Data records:

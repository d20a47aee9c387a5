use crate::client::{ApiResult, SpaceTradersApi, Throttle};
use crate::config::ApiConfig;
use crate::error::{ApiError, FleetError};
use crate::models::*;
use crate::o_trace;
use crate::output_broker::Logger;
use async_trait::async_trait;
use reqwest::header::{HeaderMap, HeaderValue, ACCEPT, AUTHORIZATION, CONTENT_TYPE};
use reqwest::{Method, StatusCode};
use serde::de::DeserializeOwned;
use serde_json::{json, Value};
use std::sync::Arc;
use std::time::Duration;

/// Largest page the remote hands out for list endpoints.
const PAGE_LIMIT: u32 = 20;

/// HTTP implementation of [`SpaceTradersApi`]. Clones share the connection
/// pool and the throttle.
#[derive(Clone)]
pub struct SpaceTradersClient {
    client: reqwest::Client,
    base_url: String,
    throttle: Arc<Throttle>,
    log: Logger,
}

impl SpaceTradersClient {
    pub fn new(
        token: &str,
        base_url: &str,
        timeout: Duration,
        throttle: Arc<Throttle>,
        log: Logger,
    ) -> Result<Self, FleetError> {
        let mut headers = HeaderMap::new();
        headers.insert(CONTENT_TYPE, HeaderValue::from_static("application/json"));
        headers.insert(ACCEPT, HeaderValue::from_static("application/json"));

        let mut bearer = HeaderValue::from_str(&format!("Bearer {}", token))
            .map_err(|_| FleetError::Config("token contains characters not allowed in a header".to_string()))?;
        bearer.set_sensitive(true);
        headers.insert(AUTHORIZATION, bearer);

        let client = reqwest::Client::builder()
            .default_headers(headers)
            .timeout(timeout)
            .build()
            .map_err(ApiError::Transport)?;

        Ok(Self {
            client,
            base_url: base_url.trim_end_matches('/').to_string(),
            throttle,
            log,
        })
    }

    pub fn from_config(config: &ApiConfig, token: &str, log: Logger) -> Result<Self, FleetError> {
        let throttle = Arc::new(Throttle::per_second(config.max_requests_per_second));
        Self::new(
            token,
            &config.base_url,
            Duration::from_secs(config.request_timeout_seconds),
            throttle,
            log,
        )
    }

    /// One throttled round trip. Non-2xx answers become [`ApiError::Domain`].
    async fn execute(&self, method: Method, path: &str, body: Option<Value>) -> ApiResult<(StatusCode, String)> {
        self.throttle.wait().await;
        o_trace!(self.log, "🌐 {} {}", method, path);

        let mut request = self.client.request(method, format!("{}{}", self.base_url, path));
        if let Some(body) = body {
            request = request.json(&body);
        }

        let response = request.send().await?;
        let status = response.status();
        let text = response.text().await?;

        if !status.is_success() {
            return Err(parse_error(status, &text));
        }
        Ok((status, text))
    }

    async fn get<T: DeserializeOwned>(&self, path: &str) -> ApiResult<T> {
        let (_, text) = self.execute(Method::GET, path, None).await?;
        decode_data(&text)
    }

    async fn post<T: DeserializeOwned>(&self, path: &str, body: Value) -> ApiResult<T> {
        let (_, text) = self.execute(Method::POST, path, Some(body)).await?;
        decode_data(&text)
    }

    /// Walks every page of a list endpoint; each page is its own throttled call.
    async fn get_all<T: DeserializeOwned>(&self, path: &str) -> ApiResult<Vec<T>> {
        let mut items = Vec::new();
        let mut page = 1;

        loop {
            let paged = format!("{}?page={}&limit={}", path, page, PAGE_LIMIT);
            let (_, text) = self.execute(Method::GET, &paged, None).await?;
            let response: PagedResponse<T> = serde_json::from_str(&text)?;

            let more = response.meta.has_next_page() && !response.data.is_empty();
            items.extend(response.data);
            if !more {
                break;
            }
            page += 1;
        }

        Ok(items)
    }
}

pub(crate) fn parse_error(status: StatusCode, body: &str) -> ApiError {
    match serde_json::from_str::<ErrorResponse>(body) {
        Ok(response) => ApiError::domain(response.error.message, response.error.code),
        Err(_) => {
            let message = match body.trim() {
                "" => status.to_string(),
                raw => raw.to_string(),
            };
            ApiError::domain(message, i64::from(status.as_u16()))
        }
    }
}

pub(crate) fn decode_data<T: DeserializeOwned>(body: &str) -> ApiResult<T> {
    let response: DataResponse<T> = serde_json::from_str(body)?;
    Ok(response.data)
}

#[async_trait]
impl SpaceTradersApi for SpaceTradersClient {
    // Agent and fleet
    async fn get_agent(&self) -> ApiResult<Agent> {
        self.get("/my/agent").await
    }

    async fn list_ships(&self) -> ApiResult<Vec<Ship>> {
        self.get_all("/my/ships").await
    }

    async fn get_ship_cooldown(&self, ship_symbol: &str) -> ApiResult<Option<Cooldown>> {
        let path = format!("/my/ships/{}/cooldown", ship_symbol);
        let (status, text) = self.execute(Method::GET, &path, None).await?;
        if status == StatusCode::NO_CONTENT || text.trim().is_empty() {
            return Ok(None);
        }
        decode_data(&text).map(Some)
    }

    // Contracts
    async fn list_contracts(&self) -> ApiResult<Vec<Contract>> {
        self.get_all("/my/contracts").await
    }

    async fn accept_contract(&self, contract_id: &str) -> ApiResult<ContractAcceptData> {
        self.post(&format!("/my/contracts/{}/accept", contract_id), json!({})).await
    }

    // Ship actions
    async fn navigate_ship(&self, ship_symbol: &str, waypoint_symbol: &str) -> ApiResult<NavigationData> {
        self.post(
            &format!("/my/ships/{}/navigate", ship_symbol),
            json!({ "waypointSymbol": waypoint_symbol }),
        )
        .await
    }

    async fn orbit_ship(&self, ship_symbol: &str) -> ApiResult<ShipNav> {
        let data: NavData = self.post(&format!("/my/ships/{}/orbit", ship_symbol), json!({})).await?;
        Ok(data.nav)
    }

    async fn dock_ship(&self, ship_symbol: &str) -> ApiResult<ShipNav> {
        let data: NavData = self.post(&format!("/my/ships/{}/dock", ship_symbol), json!({})).await?;
        Ok(data.nav)
    }

    async fn create_survey(&self, ship_symbol: &str) -> ApiResult<SurveyData> {
        self.post(&format!("/my/ships/{}/survey", ship_symbol), json!({})).await
    }

    async fn extract_resources(&self, ship_symbol: &str, survey: Option<&Survey>) -> ApiResult<ExtractionData> {
        let body = match survey {
            Some(survey) => json!({ "survey": survey }),
            None => json!({}),
        };
        self.post(&format!("/my/ships/{}/extract", ship_symbol), body).await
    }

    async fn jettison_cargo(&self, ship_symbol: &str, trade_symbol: &str, units: i32) -> ApiResult<ShipCargo> {
        let data: JettisonData = self
            .post(
                &format!("/my/ships/{}/jettison", ship_symbol),
                json!({ "symbol": trade_symbol, "units": units }),
            )
            .await?;
        Ok(data.cargo)
    }

    async fn jump_ship(&self, ship_symbol: &str, system_symbol: &str) -> ApiResult<JumpData> {
        self.post(
            &format!("/my/ships/{}/jump", ship_symbol),
            json!({ "systemSymbol": system_symbol }),
        )
        .await
    }

    async fn sell_cargo(&self, ship_symbol: &str, trade_symbol: &str, units: i32) -> ApiResult<SellCargoData> {
        self.post(
            &format!("/my/ships/{}/sell", ship_symbol),
            json!({ "symbol": trade_symbol, "units": units }),
        )
        .await
    }

    // Systems and waypoints
    async fn list_systems(&self) -> ApiResult<Vec<System>> {
        self.get_all("/systems").await
    }

    async fn get_system(&self, system_symbol: &str) -> ApiResult<System> {
        self.get(&format!("/systems/{}", system_symbol)).await
    }

    async fn list_waypoints(&self, system_symbol: &str) -> ApiResult<Vec<Waypoint>> {
        self.get_all(&format!("/systems/{}/waypoints", system_symbol)).await
    }

    async fn get_waypoint(&self, system_symbol: &str, waypoint_symbol: &str) -> ApiResult<Waypoint> {
        self.get(&format!("/systems/{}/waypoints/{}", system_symbol, waypoint_symbol)).await
    }

    async fn get_market(&self, system_symbol: &str, waypoint_symbol: &str) -> ApiResult<Market> {
        self.get(&format!("/systems/{}/waypoints/{}/market", system_symbol, waypoint_symbol)).await
    }

    async fn get_shipyard(&self, system_symbol: &str, waypoint_symbol: &str) -> ApiResult<Shipyard> {
        self.get(&format!("/systems/{}/waypoints/{}/shipyard", system_symbol, waypoint_symbol)).await
    }

    async fn get_jump_gate(&self, system_symbol: &str, waypoint_symbol: &str) -> ApiResult<JumpGate> {
        self.get(&format!("/systems/{}/waypoints/{}/jump-gate", system_symbol, waypoint_symbol)).await
    }
}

Work task: With the line that has "pub(crate) fn decode_data<T: DeserializeOwned>(body: &str)" as the first and the line that has "async fn get_ship_cooldown(&self, ship_symbol: &str)" as the last, repeat exactly that run of lines above and no more.

Finished task:
pub(crate) fn decode_data<T: DeserializeOwned>(body: &str) -> ApiResult<T> {
    let response: DataResponse<T> = serde_json::from_str(body)?;
    Ok(response.data)
}

#[async_trait]
impl SpaceTradersApi for SpaceTradersClient {
    // Agent and fleet
    async fn get_agent(&self) -> ApiResult<Agent> {
        self.get("/my/agent").await
    }

    async fn list_ships(&self) -> ApiResult<Vec<Ship>> {
        self.get_all("/my/ships").await
    }

    async fn get_ship_cooldown(&self, ship_symbol: &str) -> ApiResult<Option<Cooldown>> {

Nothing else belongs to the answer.